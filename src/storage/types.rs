// Copyright 2025 Ojima Abraham
// SPDX-License-Identifier: Apache-2.0

//! Byte-string keys and values exchanged through [`Backend`](super::Backend).
//!
//! Size limits are write-side guards only: reads, deletes and scans accept
//! keys of any length so an absent key always reports `KeyNotFound`.

use super::error::BackendError;

/// Largest key accepted by `set` and `set_bulk`.
pub const MAX_KEY_SIZE: usize = 8 * 1024; // 8KB

/// Largest value accepted by `set` and `set_bulk`.
pub const MAX_VALUE_SIZE: usize = 64 * 1024 * 1024; // 64MB

/// Raw key bytes.
///
/// `Ord` is unsigned lexicographic byte order, identical to the engine's
/// comparator, so `BTreeMap<Key, _>` results from `get_prefix` iterate in the
/// same order `list` returns.
#[derive(Debug, Clone, PartialEq, Eq, PartialOrd, Ord, Hash)]
pub struct Key(pub Vec<u8>);

impl Key {
    #[inline]
    pub fn new(bytes: Vec<u8>) -> Self {
        Self(bytes)
    }

    /// Borrowed bytes, as handed to the engine.
    #[inline]
    pub fn as_bytes(&self) -> &[u8] {
        &self.0
    }

    /// Unwraps the key, e.g. to hand it to a protocol layer without copying.
    #[inline]
    pub fn into_bytes(self) -> Vec<u8> {
        self.0
    }

    #[inline]
    pub fn len(&self) -> usize {
        self.0.len()
    }

    #[inline]
    pub fn is_empty(&self) -> bool {
        self.0.is_empty()
    }

    /// True if this key falls inside a prefix scan for `prefix`.
    #[inline]
    pub fn starts_with(&self, prefix: &[u8]) -> bool {
        self.0.starts_with(prefix)
    }
}

impl From<&[u8]> for Key {
    fn from(bytes: &[u8]) -> Self {
        Self(bytes.to_vec())
    }
}

impl From<Vec<u8>> for Key {
    fn from(bytes: Vec<u8>) -> Self {
        Self(bytes)
    }
}

impl From<Box<[u8]>> for Key {
    fn from(bytes: Box<[u8]>) -> Self {
        Self(bytes.into_vec())
    }
}

impl From<&str> for Key {
    fn from(s: &str) -> Self {
        Self(s.as_bytes().to_vec())
    }
}

impl From<String> for Key {
    fn from(s: String) -> Self {
        Self(s.into_bytes())
    }
}

impl AsRef<[u8]> for Key {
    fn as_ref(&self) -> &[u8] {
        &self.0
    }
}

/// Raw value bytes.
///
/// The default (empty) value is what `get_bulk` reports for absent keys; a
/// stored empty value is still distinguishable through `get`, which returns
/// [`BackendError::KeyNotFound`] only for absence.
#[derive(Debug, Clone, Default, PartialEq, Eq)]
pub struct Value(pub Vec<u8>);

impl Value {
    #[inline]
    pub fn new(bytes: Vec<u8>) -> Self {
        Self(bytes)
    }

    #[inline]
    pub fn as_bytes(&self) -> &[u8] {
        &self.0
    }

    #[inline]
    pub fn into_bytes(self) -> Vec<u8> {
        self.0
    }

    #[inline]
    pub fn len(&self) -> usize {
        self.0.len()
    }

    /// True for both a stored empty value and a `get_bulk` placeholder.
    #[inline]
    pub fn is_empty(&self) -> bool {
        self.0.is_empty()
    }
}

impl From<&[u8]> for Value {
    fn from(bytes: &[u8]) -> Self {
        Self(bytes.to_vec())
    }
}

impl From<Vec<u8>> for Value {
    fn from(bytes: Vec<u8>) -> Self {
        Self(bytes)
    }
}

impl From<Box<[u8]>> for Value {
    fn from(bytes: Box<[u8]>) -> Self {
        Self(bytes.into_vec())
    }
}

impl From<&str> for Value {
    fn from(s: &str) -> Self {
        Self(s.as_bytes().to_vec())
    }
}

impl From<String> for Value {
    fn from(s: String) -> Self {
        Self(s.into_bytes())
    }
}

impl AsRef<[u8]> for Value {
    fn as_ref(&self) -> &[u8] {
        &self.0
    }
}

/// Rejects keys over [`MAX_KEY_SIZE`] before they are staged for a write.
#[inline]
pub(crate) fn validate_key(key: &Key) -> Result<(), BackendError> {
    if key.len() > MAX_KEY_SIZE {
        return Err(BackendError::KeyTooLarge {
            size: key.len(),
            max: MAX_KEY_SIZE,
        });
    }
    Ok(())
}

/// Rejects values over [`MAX_VALUE_SIZE`] before they are staged for a write.
#[inline]
pub(crate) fn validate_value(value: &Value) -> Result<(), BackendError> {
    if value.len() > MAX_VALUE_SIZE {
        return Err(BackendError::ValueTooLarge {
            size: value.len(),
            max: MAX_VALUE_SIZE,
        });
    }
    Ok(())
}

#[cfg(test)]
mod tests {
    use super::*;

    #[test]
    fn test_key_from_bytes() {
        let key = Key::from(b"hello".as_slice());
        assert_eq!(key.as_bytes(), b"hello");
        assert_eq!(key.len(), 5);
    }

    #[test]
    fn test_key_from_str() {
        let key = Key::from("hello");
        assert_eq!(key.as_bytes(), b"hello");
        assert!(key.starts_with(b"he"));
        assert!(!key.starts_with(b"lo"));
    }

    #[test]
    fn test_into_bytes_returns_owned_buffer() {
        let key = Key::from(vec![0x00, 0xFF]);
        assert_eq!(key.into_bytes(), vec![0x00, 0xFF]);

        let value = Value::from(String::from("payload"));
        assert_eq!(value.into_bytes(), b"payload".to_vec());
    }

    #[test]
    fn test_value_from_bytes() {
        let value = Value::from(b"world".as_slice());
        assert_eq!(value.as_bytes(), b"world");
        assert_eq!(value.len(), 5);
    }

    #[test]
    fn test_key_order_is_unsigned_bytewise() {
        // 0xFF must sort after 0x7F, and a strict prefix before its extensions
        assert!(Key::new(vec![0x7F]) < Key::new(vec![0xFF]));
        assert!(Key::from("key") < Key::from("key1"));
        assert!(Key::from("key1") < Key::from("key2"));
        assert!(Key::from("key2") < Key::from("other"));
    }

    #[test]
    fn test_validate_limits() {
        assert!(validate_key(&Key::new(vec![0u8; MAX_KEY_SIZE])).is_ok());
        assert!(matches!(
            validate_key(&Key::new(vec![0u8; MAX_KEY_SIZE + 1])),
            Err(BackendError::KeyTooLarge { .. })
        ));

        assert!(validate_value(&Value::default()).is_ok());
        assert!(matches!(
            validate_value(&Value::new(vec![0u8; MAX_VALUE_SIZE + 1])),
            Err(BackendError::ValueTooLarge { .. })
        ));
    }
}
== == ==
■ **Exercise instructions**
Look over the entries above and count the lines where the word "world" appears, then report only that count.

■ **Exercise output**
2